But to its apologists, it represents a nirvana; almost limitless energy from abundantly available resources producing a low-level waste. Traditional nuclear reactors, based on splitting the atom, are in vogue today because they are carbon-free and produce huge amounts of power. But those who make it their business to plan our energy future say uranium supplies will run short in the end if, as expected, the whole world turns to this technology. And the radioactive waste produced by a huge scaling up of fission reactors would present an unacceptable legacy for future generations.

So you can see why Arnold Schwarzenegger, the California governor, was so excited when he inaugurated America's first fusion machine in his state last month. "I can see already my friends in Hollywood being very upset that their stuff that they show on the big screen is obsolete. We have the real stuff right here," he said. The National Ignition Facility, a giant laser that can generate a power surge equal to five million million 100-watt light bulbs, is not designed to produce commercial power from nuclear fusion but to give scientists a clearer picture of whether this will ever be possible.

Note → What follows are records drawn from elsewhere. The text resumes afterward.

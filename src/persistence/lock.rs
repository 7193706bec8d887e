//! Single-writer lock for the historical store.
//!
//! Acquired without blocking at startup. When another live process holds it
//! the caller degrades to read-only history access instead of refusing to
//! start.

use std::fs::{self, OpenOptions};
use std::io::{ErrorKind, Write};
use std::path::{Path, PathBuf};
use tracing::{info, warn};

/// Held lock file; removed on drop
#[derive(Debug)]
pub struct HistoryLock {
    path: PathBuf,
}

impl HistoryLock {
    pub fn path(&self) -> &Path {
        &self.path
    }
}

impl Drop for HistoryLock {
    fn drop(&mut self) {
        if let Err(e) = fs::remove_file(&self.path) {
            warn!("Could not remove history lock {}: {}", self.path.display(), e);
        }
    }
}

/// Outcome of [`acquire`]
#[derive(Debug)]
pub enum HistoryAccess {
    ReadWrite(HistoryLock),
    ReadOnly,
}

impl HistoryAccess {
    pub fn is_writable(&self) -> bool {
        matches!(self, HistoryAccess::ReadWrite(_))
    }
}

/// Try to take the lock at `path` without waiting.
///
/// A lock left behind by a process that no longer exists is reclaimed once.
pub fn acquire(path: impl Into<PathBuf>) -> HistoryAccess {
    let path = path.into();
    for attempt in 0..2 {
        match try_create(&path) {
            Ok(lock) => {
                info!("Acquired history lock {}", path.display());
                return HistoryAccess::ReadWrite(lock);
            }
            Err(e) if e.kind() == ErrorKind::AlreadyExists => {
                if attempt == 0 && is_stale(&path) {
                    warn!("Reclaiming stale history lock {}", path.display());
                    if fs::remove_file(&path).is_ok() {
                        continue;
                    }
                }
                warn!(
                    "History lock {} held by another process, history is read-only",
                    path.display()
                );
                return HistoryAccess::ReadOnly;
            }
            Err(e) => {
                warn!(
                    "Could not create history lock {}: {}, history is read-only",
                    path.display(),
                    e
                );
                return HistoryAccess::ReadOnly;
            }
        }
    }
    HistoryAccess::ReadOnly
}

fn try_create(path: &Path) -> std::io::Result<HistoryLock> {
    if let Some(parent) = path.parent() {
        fs::create_dir_all(parent)?;
    }
    let mut file = OpenOptions::new().write(true).create_new(true).open(path)?;
    writeln!(file, "{}", std::process::id())?;
    file.sync_all()?;
    Ok(HistoryLock {
        path: path.to_path_buf(),
    })
}

/// True when the recorded owner pid is provably gone
fn is_stale(path: &Path) -> bool {
    let Ok(contents) = fs::read_to_string(path) else {
        return false;
    };
    let Ok(pid) = contents.trim().parse::<u32>() else {
        return false;
    };
    !process_alive(pid)
}

#[cfg(target_os = "linux")]
fn process_alive(pid: u32) -> bool {
    Path::new("/proc").join(pid.to_string()).exists()
}

#[cfg(not(target_os = "linux"))]
fn process_alive(_pid: u32) -> bool {
    // no portable liveness check: assume the owner is alive
    true
}
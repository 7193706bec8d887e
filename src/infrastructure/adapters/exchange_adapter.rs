//! Smart execution on top of a [`VenueApi`].
//!
//! The adapter turns abstract [`OrderIntent`]s into venue orders: spread
//! gate, cached market limits, post-only at the touch with market fallback,
//! attached stop legs and insufficient-funds recovery for sells. Every
//! failure comes back as an [`ExchangeError`] value, never a panic.

use crate::domain::entities::market::{base_asset, MarketLimits, OpenOrder, Ticker};
use crate::domain::entities::order::{ExecutionStyle, OrderIntent, OrderResult, OrderSide};
use crate::domain::errors::{ExchangeError, PreconditionFailure, RejectionKind};
use crate::domain::repositories::exchange_client::{ExchangeClient, ExchangeResult};
use crate::domain::value_objects::{price::Price, quantity::Quantity};
use crate::infrastructure::venue::{OrderFill, OrderState, VenueApi, VenueOrder};
use async_trait::async_trait;
use std::collections::{HashMap, HashSet};
use std::sync::atomic::{AtomicBool, AtomicU32, Ordering};
use std::sync::Arc;
use std::time::Duration;
use tokio::sync::RwLock;
use tokio::time::sleep;
use tracing::{debug, info, warn};

/// Consecutive transport failures after which the adapter reports unhealthy
const UNHEALTHY_AFTER_FAILURES: u32 = 3;

/// Polls spent confirming a market order before assuming it filled
const MARKET_CONFIRM_POLLS: u32 = 5;

#[derive(Debug, Clone)]
pub struct AdapterConfig {
    pub venue_name: String,
    /// Pairs whose limits are fetched on connect
    pub pairs: Vec<String>,
    pub default_max_spread_pct: f64,
    /// Per-pair spread ceilings overriding the default
    pub spread_ceilings: HashMap<String, f64>,
    /// Pairs traded without any spread check
    pub spread_exempt_pairs: HashSet<String>,
    pub sacred_assets: HashSet<String>,
    /// Status polls a resting maker order gets before it is cancelled
    pub maker_fill_polls: u32,
    pub fill_poll_interval: Duration,
    /// Smallest fraction of the requested volume a sell may be resized to
    pub resize_tolerance: f64,
}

Another reason why this US$3.5 billion (Dh12.85bn) machine has been completed is that it doubles as a testing machine for hundreds of nuclear weapons that lie in US military bases and have not been tested since a moratorium imposed in 1992. Such military applications of nuclear science go back to the origins of the science, before the Second World War. It was Albert Einstein, the nuclear physicist who explained the gigantic amounts of energy stored up in ordinary matter with his famous formula, who wrote to president Franklin D Roosevelt in 1939 explaining how research in German laboratories into atomic chain reactions could be harnessed for warfare.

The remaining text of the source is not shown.